▸ TASK DIRECTIONS
Take every line containing "operation" out of the records.

▸ DATASET EXTRACT
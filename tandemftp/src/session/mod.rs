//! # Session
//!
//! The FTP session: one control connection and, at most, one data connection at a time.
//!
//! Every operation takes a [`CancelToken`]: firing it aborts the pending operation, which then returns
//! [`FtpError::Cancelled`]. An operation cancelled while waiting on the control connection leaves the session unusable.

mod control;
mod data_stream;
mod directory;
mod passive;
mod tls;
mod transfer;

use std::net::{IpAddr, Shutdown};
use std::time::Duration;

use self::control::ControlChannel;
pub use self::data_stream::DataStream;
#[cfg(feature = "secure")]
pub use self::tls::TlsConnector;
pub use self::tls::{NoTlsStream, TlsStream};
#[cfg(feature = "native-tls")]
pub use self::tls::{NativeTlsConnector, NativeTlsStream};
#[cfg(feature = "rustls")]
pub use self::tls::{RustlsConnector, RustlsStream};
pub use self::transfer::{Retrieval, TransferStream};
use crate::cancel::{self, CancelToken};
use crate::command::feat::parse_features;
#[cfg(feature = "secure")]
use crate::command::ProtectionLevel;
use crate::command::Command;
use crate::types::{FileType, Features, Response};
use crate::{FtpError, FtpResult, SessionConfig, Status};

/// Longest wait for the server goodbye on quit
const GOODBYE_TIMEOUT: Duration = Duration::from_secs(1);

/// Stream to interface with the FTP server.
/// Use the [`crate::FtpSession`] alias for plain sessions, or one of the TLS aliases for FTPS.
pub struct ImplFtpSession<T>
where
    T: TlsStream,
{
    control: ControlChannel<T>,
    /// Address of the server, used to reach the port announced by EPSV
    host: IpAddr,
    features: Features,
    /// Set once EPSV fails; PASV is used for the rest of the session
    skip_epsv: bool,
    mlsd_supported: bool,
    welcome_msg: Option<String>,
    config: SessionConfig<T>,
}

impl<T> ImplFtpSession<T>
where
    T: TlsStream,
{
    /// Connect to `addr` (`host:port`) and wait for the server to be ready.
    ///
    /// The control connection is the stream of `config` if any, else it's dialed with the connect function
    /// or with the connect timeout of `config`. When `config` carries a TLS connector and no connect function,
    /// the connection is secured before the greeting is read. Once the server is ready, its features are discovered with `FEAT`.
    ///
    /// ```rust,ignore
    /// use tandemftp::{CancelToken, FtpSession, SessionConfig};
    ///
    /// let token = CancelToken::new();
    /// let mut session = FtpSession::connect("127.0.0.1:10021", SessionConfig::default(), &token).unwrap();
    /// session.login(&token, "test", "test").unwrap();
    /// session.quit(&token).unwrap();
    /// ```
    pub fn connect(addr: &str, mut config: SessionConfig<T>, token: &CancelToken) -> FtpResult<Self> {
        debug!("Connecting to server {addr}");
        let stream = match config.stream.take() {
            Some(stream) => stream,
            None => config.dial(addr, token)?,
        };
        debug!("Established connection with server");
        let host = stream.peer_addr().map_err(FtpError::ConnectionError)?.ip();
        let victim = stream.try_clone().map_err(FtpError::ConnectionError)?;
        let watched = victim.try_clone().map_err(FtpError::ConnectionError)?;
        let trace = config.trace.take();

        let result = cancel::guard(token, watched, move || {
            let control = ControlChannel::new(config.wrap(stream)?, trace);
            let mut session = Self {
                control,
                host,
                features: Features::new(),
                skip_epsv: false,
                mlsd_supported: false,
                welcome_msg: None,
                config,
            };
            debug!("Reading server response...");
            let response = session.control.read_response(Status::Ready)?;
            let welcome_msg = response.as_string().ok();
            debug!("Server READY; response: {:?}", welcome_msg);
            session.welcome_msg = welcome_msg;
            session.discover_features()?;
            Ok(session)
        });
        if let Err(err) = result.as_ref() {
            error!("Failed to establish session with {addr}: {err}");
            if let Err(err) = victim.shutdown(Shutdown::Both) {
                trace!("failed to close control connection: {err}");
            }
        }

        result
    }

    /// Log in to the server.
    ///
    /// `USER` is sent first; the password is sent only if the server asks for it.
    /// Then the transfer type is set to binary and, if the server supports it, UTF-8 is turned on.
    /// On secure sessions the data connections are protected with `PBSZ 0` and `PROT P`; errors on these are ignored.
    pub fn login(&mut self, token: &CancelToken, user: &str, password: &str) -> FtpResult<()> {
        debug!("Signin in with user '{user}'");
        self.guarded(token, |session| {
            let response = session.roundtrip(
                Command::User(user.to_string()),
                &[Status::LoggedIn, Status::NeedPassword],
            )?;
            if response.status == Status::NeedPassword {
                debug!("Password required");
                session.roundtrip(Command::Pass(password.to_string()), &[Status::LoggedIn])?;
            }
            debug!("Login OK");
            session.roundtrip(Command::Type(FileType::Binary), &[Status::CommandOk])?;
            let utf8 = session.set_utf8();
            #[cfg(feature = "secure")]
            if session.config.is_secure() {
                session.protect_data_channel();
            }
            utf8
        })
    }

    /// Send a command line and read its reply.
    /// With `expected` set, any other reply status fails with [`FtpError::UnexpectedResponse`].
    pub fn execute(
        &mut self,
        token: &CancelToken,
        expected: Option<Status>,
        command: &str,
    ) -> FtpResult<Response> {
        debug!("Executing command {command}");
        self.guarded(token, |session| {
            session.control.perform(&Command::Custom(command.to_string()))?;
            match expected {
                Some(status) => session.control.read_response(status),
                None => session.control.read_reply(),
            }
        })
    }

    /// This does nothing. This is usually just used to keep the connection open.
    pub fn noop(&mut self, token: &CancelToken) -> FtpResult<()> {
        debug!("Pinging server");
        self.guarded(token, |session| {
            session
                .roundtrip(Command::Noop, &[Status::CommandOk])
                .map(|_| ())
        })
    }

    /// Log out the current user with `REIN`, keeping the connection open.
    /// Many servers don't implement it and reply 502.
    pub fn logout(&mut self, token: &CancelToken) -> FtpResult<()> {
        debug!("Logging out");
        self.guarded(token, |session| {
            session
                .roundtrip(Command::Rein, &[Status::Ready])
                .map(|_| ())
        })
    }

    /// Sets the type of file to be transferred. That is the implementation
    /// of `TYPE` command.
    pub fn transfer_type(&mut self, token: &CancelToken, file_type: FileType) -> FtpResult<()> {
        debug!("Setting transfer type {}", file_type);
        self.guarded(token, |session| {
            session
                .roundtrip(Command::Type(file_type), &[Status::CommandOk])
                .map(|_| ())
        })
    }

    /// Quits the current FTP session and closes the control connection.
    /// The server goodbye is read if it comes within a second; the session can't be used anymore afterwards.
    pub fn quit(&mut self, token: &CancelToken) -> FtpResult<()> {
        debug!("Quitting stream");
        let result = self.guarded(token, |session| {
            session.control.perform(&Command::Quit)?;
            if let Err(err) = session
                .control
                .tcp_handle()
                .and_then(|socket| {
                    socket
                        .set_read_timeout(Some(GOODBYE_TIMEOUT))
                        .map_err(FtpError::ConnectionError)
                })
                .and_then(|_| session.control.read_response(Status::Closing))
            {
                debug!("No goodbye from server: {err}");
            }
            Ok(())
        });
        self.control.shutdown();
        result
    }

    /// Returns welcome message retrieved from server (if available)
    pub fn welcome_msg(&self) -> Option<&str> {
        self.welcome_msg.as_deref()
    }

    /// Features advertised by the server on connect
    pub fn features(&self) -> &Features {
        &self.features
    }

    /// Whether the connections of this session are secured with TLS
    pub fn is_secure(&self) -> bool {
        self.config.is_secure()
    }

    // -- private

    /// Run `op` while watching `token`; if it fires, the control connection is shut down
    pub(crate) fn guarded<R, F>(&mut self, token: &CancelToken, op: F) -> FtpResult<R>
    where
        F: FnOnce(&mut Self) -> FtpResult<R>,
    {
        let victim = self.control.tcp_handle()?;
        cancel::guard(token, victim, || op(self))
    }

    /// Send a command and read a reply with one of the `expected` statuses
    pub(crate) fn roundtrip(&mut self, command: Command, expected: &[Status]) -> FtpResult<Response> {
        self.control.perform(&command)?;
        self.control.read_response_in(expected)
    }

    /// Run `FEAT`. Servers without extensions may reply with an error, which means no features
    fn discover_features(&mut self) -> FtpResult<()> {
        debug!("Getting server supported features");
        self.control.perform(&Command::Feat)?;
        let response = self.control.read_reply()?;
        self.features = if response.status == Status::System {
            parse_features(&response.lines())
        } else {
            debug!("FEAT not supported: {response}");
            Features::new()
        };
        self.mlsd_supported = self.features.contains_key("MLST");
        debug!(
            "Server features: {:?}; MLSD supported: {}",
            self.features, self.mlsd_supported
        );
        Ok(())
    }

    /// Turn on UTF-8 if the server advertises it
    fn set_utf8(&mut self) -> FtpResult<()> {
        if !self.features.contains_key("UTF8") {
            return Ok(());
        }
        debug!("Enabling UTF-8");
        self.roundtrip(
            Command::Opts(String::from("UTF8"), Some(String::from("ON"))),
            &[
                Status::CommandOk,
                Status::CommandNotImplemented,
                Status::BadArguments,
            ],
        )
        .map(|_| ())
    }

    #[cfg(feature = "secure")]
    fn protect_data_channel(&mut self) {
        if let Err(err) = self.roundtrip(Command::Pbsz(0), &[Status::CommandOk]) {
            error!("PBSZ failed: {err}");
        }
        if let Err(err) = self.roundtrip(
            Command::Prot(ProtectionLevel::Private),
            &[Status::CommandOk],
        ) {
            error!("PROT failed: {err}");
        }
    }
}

▸ ANSWER SECTION
//! Every operation takes a [`CancelToken`]: firing it aborts the pending operation, which then returns
//! [`FtpError::Cancelled`]. An operation cancelled while waiting on the control connection leaves the session unusable.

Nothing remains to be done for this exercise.